Since the 2003-04 academic year, the NCAA has used the Academic Progress Rate (APR) to determine a program's success in educating its athletes. It is a more forgiving metric than a straightforward graduation rate, in part because the APR takes into account transfers and players who left early for the pros. Oklahoma State's average APR from '03-04 to '11-12 is 933, which equates to a graduation rate of a little more than 50%. From '08-09 to '11-12, the period of the program's greatest success -- including its 2012 Fiesta Bowl victory -- the Cowboys' average APR was 926, third worst out of the 65 BCS schools in 2012.
So despite all the ghost-written papers and complicit professors and absentee students who wound up with high grades, the solicitude only went so far. "It was all set up to make sure the players got on the field Saturday -- period," says one former OSU assistant. "They get on the field? We're good. The rest of that stuff [we'll] worry about later."

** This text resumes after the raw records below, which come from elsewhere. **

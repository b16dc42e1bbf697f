//! PresentationPipeline for combining a detector with a session.

use crate::cache::AssetFetcher;
use crate::integration::{EventSource, Renderer};
use crate::tracker::Session;

/// Bundles an [`EventSource`] with the [`Session`] it feeds.
pub struct PresentationPipeline<S: EventSource, F, R> {
    source: S,
    session: Session<F, R>,
}

impl<S: EventSource, F: AssetFetcher, R: Renderer> PresentationPipeline<S, F, R> {
    pub fn new(source: S, session: Session<F, R>) -> Self {
        Self { source, session }
    }

    /// Pull one frame of events from the source and apply them in order.
    ///
    /// Returns the number of events applied, or `None` once the source is
    /// exhausted.
    pub fn process_frame(&mut self) -> Result<Option<usize>, S::Error> {
        let Some(events) = self.source.next_frame()? else {
            return Ok(None);
        };
        let count = events.len();
        for event in events {
            self.session.handle(event);
        }
        Ok(Some(count))
    }

    /// Get a reference to the underlying source.
    pub fn source(&self) -> &S {
        &self.source
    }

    /// Get a mutable reference to the underlying source.
    pub fn source_mut(&mut self) -> &mut S {
        &mut self.source
    }

    /// Get a reference to the underlying session.
    pub fn session(&self) -> &Session<F, R> {
        &self.session
    }

    /// Stop the session and hand back the source.
    pub fn into_source(self) -> S {
        self.session.shutdown();
        self.source
    }
}

#[cfg(test)]
mod tests {
    use std::sync::{Arc, Mutex};

    use tokio::runtime::Handle;
    use url::Url;

    use super::*;
    use crate::cache::ImageAsset;
    use crate::error::FetchError;
    use crate::integration::{FrameEvent, UpdateBuilder};
    use crate::presentation::{Presentation, TokenId};

    struct MockSource {
        frames: Vec<Vec<FrameEvent>>,
    }

    impl EventSource for MockSource {
        type Error = std::convert::Infallible;

        fn next_frame(&mut self) -> Result<Option<Vec<FrameEvent>>, Self::Error> {
            if self.frames.is_empty() {
                Ok(None)
            } else {
                Ok(Some(self.frames.remove(0)))
            }
        }
    }

    struct NoFetch;

    impl AssetFetcher for NoFetch {
        async fn fetch(&self, url: &Url) -> Result<ImageAsset, FetchError> {
            Err(FetchError::network(url.as_str(), "offline"))
        }
    }

    #[derive(Default)]
    struct Frames(Mutex<Vec<TokenId>>);

    impl Renderer for Frames {
        fn present(&self, presentation: Presentation) {
            self.0.lock().unwrap().push(presentation.id);
        }

        fn clear(&self, _id: TokenId) {}
    }

    #[tokio::test(start_paused = true)]
    async fn test_presentation_pipeline() {
        let source = MockSource {
            frames: vec![
                vec![
                    FrameEvent::NewItem { id: 4 },
                    UpdateBuilder::new(4).tlbr(0.0, 0.0, 8.0, 8.0).raw_value("hi").build(),
                ],
                vec![FrameEvent::Missing { id: 4 }],
            ],
        };
        let renderer = Arc::new(Frames::default());
        let session = Session::builder(NoFetch, Arc::clone(&renderer))
            .build(Handle::current())
            .unwrap();

        let mut pipeline = PresentationPipeline::new(source, session);
        assert_eq!(pipeline.process_frame().unwrap(), Some(2));
        assert_eq!(pipeline.process_frame().unwrap(), Some(1));
        assert_eq!(pipeline.process_frame().unwrap(), None);

        assert_eq!(*renderer.0.lock().unwrap(), vec![4]);
        assert_eq!(pipeline.session().visible_count(), 1);
    }
}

Not only has Henley's assertion that the Cowboys could win and graduate players been invalidated, the program under Miles and Gundy was one of the least effective at meeting that challenge. "I don't know if I didn't learn anything in college because it is college, and you don't learn what you need to know for the real world, or because [at Oklahoma State] it was a big joke," says Woods. "I don't know. I'll never know."